_Task goal:_ Lines with the string "trait" in the data below: report how many there are, and write nothing but the number.

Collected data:
⁂
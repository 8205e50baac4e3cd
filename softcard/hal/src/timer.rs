//! Bit-timing hardware abstraction
//!
//! One free-running 16-bit timer in clear-on-compare mode provides all
//! serial timing: the compare period is one bit period, the transmit compare
//! channel paces outgoing bits, and the edge-capture/sample-compare pair
//! locates the midpoint of incoming bits.

/// Timer resources consumed by the serial engine.
///
/// `arm_*` operations clear the corresponding pending flag before enabling
/// the interrupt, so a stale event from before the arm never fires.
pub trait BitTimer {
    /// Install the compare period for one bit, in timer ticks.
    ///
    /// The counter wraps at this value, so capture and compare values are
    /// always in `0..period`.
    fn set_period(&mut self, ticks: u16);

    /// Currently installed compare period.
    fn period(&self) -> u16;

    /// Discard any pending compare/capture events.
    fn clear_pending(&mut self);

    /// Enable the periodic transmit-bit compare interrupt.
    fn arm_tx_compare(&mut self);

    /// Disable the transmit-bit compare interrupt.
    fn disarm_tx_compare(&mut self);

    /// Enable the input-edge capture interrupt (start-bit detection).
    fn arm_edge_capture(&mut self);

    /// Disable the input-edge capture interrupt.
    fn disarm_edge_capture(&mut self);

    /// Timer value latched at the last input edge.
    fn captured_edge(&self) -> u16;

    /// Enable the sample compare interrupt to fire when the counter reaches
    /// `at` (used for mid-bit sampling, offset half a period from the edge).
    fn arm_sample_compare(&mut self, at: u16);

    /// Disable the sample compare interrupt.
    fn disarm_sample_compare(&mut self);
}
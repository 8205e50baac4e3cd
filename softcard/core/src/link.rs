//! The seam between the serial engine and the protocol dispatcher.
//!
//! The dispatcher only ever talks to a [`CardLink`], so the whole command
//! state machine can be exercised against an in-memory mock while the real
//! implementation (`softcard-sio`) drives a hardware timer.

use crate::config::Mode;
use core::convert::Infallible;

/// Half-duplex frame transport as seen by the protocol dispatcher.
///
/// Frame words are the encoded form produced by [`crate::codec::encode`]:
/// shaped data plus the parity bit, without start/stop bits (framing is the
/// transport's concern).
pub trait CardLink {
    /// Select the active rate/delay profile.
    ///
    /// Takes effect atomically with respect to any in-flight frame timing;
    /// a partially transmitted frame is abandoned.
    fn configure(&mut self, mode: Mode);

    /// Claim the line for transmission.
    fn begin_tx(&mut self);

    /// Queue one frame for transmission.
    ///
    /// Blocks (interrupts enabled) until any previously queued frame has
    /// fully drained, then returns once the new frame is queued and the
    /// inter-byte pacing delay has elapsed. Completion of the new frame is
    /// asynchronous and observed only by the next caller's wait.
    fn send_frame(&mut self, code: u16);

    /// Release the line back to reception, observing the mode-dependent
    /// turnaround delay.
    fn end_tx(&mut self);

    /// Blocking read of the next received frame word, masked to the
    /// configured data width. There is no timeout; an unresponsive peer
    /// blocks forever (recovery is external reset).
    fn read_frame(&mut self) -> u16;

    /// Non-blocking variant of [`CardLink::read_frame`].
    fn try_read(&mut self) -> nb::Result<u16, Infallible>;
}
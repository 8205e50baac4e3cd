#![no_std]
#![forbid(unsafe_code)]

//! # softcard-proto
//!
//! The half-duplex command protocol of the emulated subscriber card: the
//! 5-byte header grammar, the canned response tables, and the dispatcher
//! state machine that serves them. The dispatcher only speaks through the
//! [`softcard_core::CardLink`] seam, so everything here runs under test on
//! the host against an in-memory link.

pub mod dispatch;
pub mod proto;

pub use dispatch::{CommandBuffer, CycleState, Dispatcher, COMMAND_BUF_LEN, CW_PAYLOAD_LEN};
pub use proto::{Instruction, ResponseSet, ATR, CLA, STATUS_OK};
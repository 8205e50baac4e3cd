//! Wire constants and canned response data.
//!
//! The response tables are opaque data as far as the dispatcher is
//! concerned: it receives them through a [`ResponseSet`] and never looks
//! inside. The values here are the fixed placeholders of the emulated card:
//! no real key material or control words are derived anywhere.

/// Class byte opening every command header.
pub const CLA: u8 = 0x53;

/// Instruction byte of the 5-byte command header.
#[derive(Debug, Clone, Copy, PartialEq, Eq)]
pub enum Instruction {
    /// Report the card serial number
    Serial,
    /// Control-word write; the card consumes a 32-byte payload
    ControlWord,
    /// Authentication challenge; answered by the bare success trailer
    Auth,
    /// Report the key seed placeholder
    Seed,
    /// Report the on-screen message placeholder
    Message,
    /// Report the mailbox placeholder
    Mailbox,
}

impl Instruction {
    /// Wire value of this instruction.
    pub const fn code(self) -> u8 {
        match self {
            Instruction::Serial => 0x70,
            Instruction::ControlWord => 0x74,
            Instruction::Auth => 0x76,
            Instruction::Seed => 0x78,
            Instruction::Message => 0x7A,
            Instruction::Mailbox => 0x7C,
        }
    }

    /// Decode a header instruction byte; `None` for anything unassigned.
    pub const fn from_byte(byte: u8) -> Option<Self> {
        match byte {
            0x70 => Some(Instruction::Serial),
            0x74 => Some(Instruction::ControlWord),
            0x76 => Some(Instruction::Auth),
            0x78 => Some(Instruction::Seed),
            0x7A => Some(Instruction::Message),
            0x7C => Some(Instruction::Mailbox),
            _ => None,
        }
    }
}

#[cfg(feature = "defmt")]
impl defmt::Format for Instruction {
    fn format(&self, fmt: defmt::Formatter) {
        match self {
            Instruction::Serial => defmt::write!(fmt, "Serial"),
            Instruction::ControlWord => defmt::write!(fmt, "ControlWord"),
            Instruction::Auth => defmt::write!(fmt, "Auth"),
            Instruction::Seed => defmt::write!(fmt, "Seed"),
            Instruction::Message => defmt::write!(fmt, "Message"),
            Instruction::Mailbox => defmt::write!(fmt, "Mailbox"),
        }
    }
}

/// Answer-To-Reset transmitted at power-up, always at the handshake rate.
pub const ATR: [u8; 16] = [
    0x3f, 0xfa, 0x12, 0x25, 0x05, 0x00, 0x01, 0xb0, 0x02, 0x3b, 0x36, 0x4d, 0x59, 0x02, 0x80,
    0x81,
];

/// Alternate ATR from the original card dumps; carried as data, never
/// selected at runtime.
pub const ATR_ALT: [u8; 16] = [
    0x3f, 0xfa, 0x11, 0x25, 0x05, 0x00, 0x01, 0xb0, 0x02, 0x3b, 0x36, 0x4d, 0x59, 0x02, 0x80,
    0x81,
];

/// Fixed serial-number report (echoes the SERIAL instruction).
pub const SERIAL_NUMBER: [u8; 7] = [0x70, 0x2b, 0x02, 0x56, 0x02, 0x03, 0x04];

/// Seed placeholder: instruction echo plus eight bytes of 0xFF.
pub const SEED_PLACEHOLDER: [u8; 9] = [0x78, 0xFF, 0xFF, 0xFF, 0xFF, 0xFF, 0xFF, 0xFF, 0xFF];

/// Message placeholder: instruction echo, attribute byte, 24 blanks.
pub const MESSAGE_PLACEHOLDER: [u8; 26] = [
    0x7A, 0x80, 0x20, 0x20, 0x20, 0x20, 0x20, 0x20, 0x20, 0x20, 0x20, 0x20, 0x20, 0x20, 0x20,
    0x20, 0x20, 0x20, 0x20, 0x20, 0x20, 0x20, 0x20, 0x20, 0x20, 0x20,
];

/// Mailbox placeholder: instruction echo plus sixteen zero bytes.
pub const MAILBOX_PLACEHOLDER: [u8; 17] = [
    0x7C, 0x00, 0x00, 0x00, 0x00, 0x00, 0x00, 0x00, 0x00, 0x00, 0x00, 0x00, 0x00, 0x00, 0x00,
    0x00, 0x00,
];

/// Success trailer closing every command cycle.
pub const STATUS_OK: [u8; 2] = [0x90, 0x00];

/// Canned response tables supplied to the dispatcher as opaque static data.
#[derive(Debug, Clone, Copy)]
pub struct ResponseSet {
    pub atr: &'static [u8],
    pub serial: &'static [u8],
    pub seed: &'static [u8],
    pub message: &'static [u8],
    pub mailbox: &'static [u8],
    pub trailer: &'static [u8],
}

impl Default for ResponseSet {
    fn default() -> Self {
        Self {
            atr: &ATR,
            serial: &SERIAL_NUMBER,
            seed: &SEED_PLACEHOLDER,
            message: &MESSAGE_PLACEHOLDER,
            mailbox: &MAILBOX_PLACEHOLDER,
            trailer: &STATUS_OK,
        }
    }
}

#[cfg(test)]
mod tests {
    use super::*;

    #[test]
    fn instruction_codes_round_trip() {
        for ins in [
            Instruction::Serial,
            Instruction::ControlWord,
            Instruction::Auth,
            Instruction::Seed,
            Instruction::Message,
            Instruction::Mailbox,
        ] {
            assert_eq!(Instruction::from_byte(ins.code()), Some(ins));
        }
        assert_eq!(Instruction::from_byte(0x7F), None);
        assert_eq!(Instruction::from_byte(0x00), None);
    }

    #[test]
    fn tables_echo_their_instruction() {
        assert_eq!(SERIAL_NUMBER[0], Instruction::Serial.code());
        assert_eq!(SEED_PLACEHOLDER[0], Instruction::Seed.code());
        assert_eq!(MESSAGE_PLACEHOLDER[0], Instruction::Message.code());
        assert_eq!(MAILBOX_PLACEHOLDER[0], Instruction::Mailbox.code());
    }

    #[test]
    fn seed_placeholder_is_eight_ff_bytes() {
        assert_eq!(SEED_PLACEHOLDER.len(), 9);
        assert!(SEED_PLACEHOLDER[1..].iter().all(|&b| b == 0xFF));
    }

    #[test]
    fn atr_tables_differ_only_in_the_version_byte() {
        assert_eq!(ATR.len(), 16);
        assert_eq!(ATR_ALT.len(), 16);
        assert_eq!(ATR[2], 0x12);
        assert_eq!(ATR_ALT[2], 0x11);
        for i in (0..16).filter(|&i| i != 2) {
            assert_eq!(ATR[i], ATR_ALT[i]);
        }
    }
}
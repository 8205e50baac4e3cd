//! Transmit shift register
//!
//! One encoded frame at a time: start bit, data bits (with parity at the
//! nine-bit width), and two stop bits, packed for LSB-first emission. The
//! periodic compare interrupt consumes one bit per tick.

use softcard_core::DataWidth;

/// Result of one transmit tick.
pub struct TxTick {
    /// Line level to drive for this bit period
    pub level: bool,
    /// The frame is exhausted; the tick interrupt must be disarmed
    pub last: bool,
}

/// Single-frame transmit shift register.
///
/// Invariant: at most one frame in flight. `load` must only be called once
/// the register has drained back to the empty value; callers wait on
/// [`TxShift::is_idle`].
pub struct TxShift {
    frame: u16,
}

impl TxShift {
    /// Remaining pattern when only the final stop bit is left.
    const TERMINAL: u16 = 1;

    pub const fn new() -> Self {
        Self { frame: 0 }
    }

    /// True once the previous frame has fully drained.
    pub fn is_idle(&self) -> bool {
        self.frame == 0
    }

    /// Abandon any in-flight frame (rate reconfiguration).
    pub fn reset(&mut self) {
        self.frame = 0;
    }

    /// Load one encoded frame: start bit low, `code` LSB-first, two stop
    /// bits high.
    pub fn load(&mut self, code: u16, width: DataWidth) {
        self.frame = (0b11 << (1 + width.bits())) | (code << 1);
    }

    /// Consume one bit period: returns the level to drive and whether this
    /// tick exhausted the frame.
    pub fn tick(&mut self) -> TxTick {
        let frame = self.frame;
        self.frame = frame >> 1;
        TxTick {
            level: frame & 1 != 0,
            last: frame == Self::TERMINAL,
        }
    }
}

impl Default for TxShift {
    fn default() -> Self {
        Self::new()
    }
}
//! Bidirectional half-duplex I/O line abstraction

/// The single card I/O contact.
///
/// The line idles high. In transmit direction the engine drives it per bit;
/// in receive direction it is sampled at bit-period midpoints. Only one
/// party drives the line at a time; direction changes go through the
/// engine's turnaround handling, never directly through this trait.
pub trait IoLine {
    /// Drive the line high (transmit direction only)
    fn set_high(&mut self);

    /// Drive the line low (transmit direction only)
    fn set_low(&mut self);

    /// Sample the current line level (receive direction only)
    fn is_high(&self) -> bool;

    /// Switch the pin to driven output, idling high
    fn to_output(&mut self);

    /// Release the pin to floating input
    fn to_input(&mut self);
}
⁂
_Written response:_ 4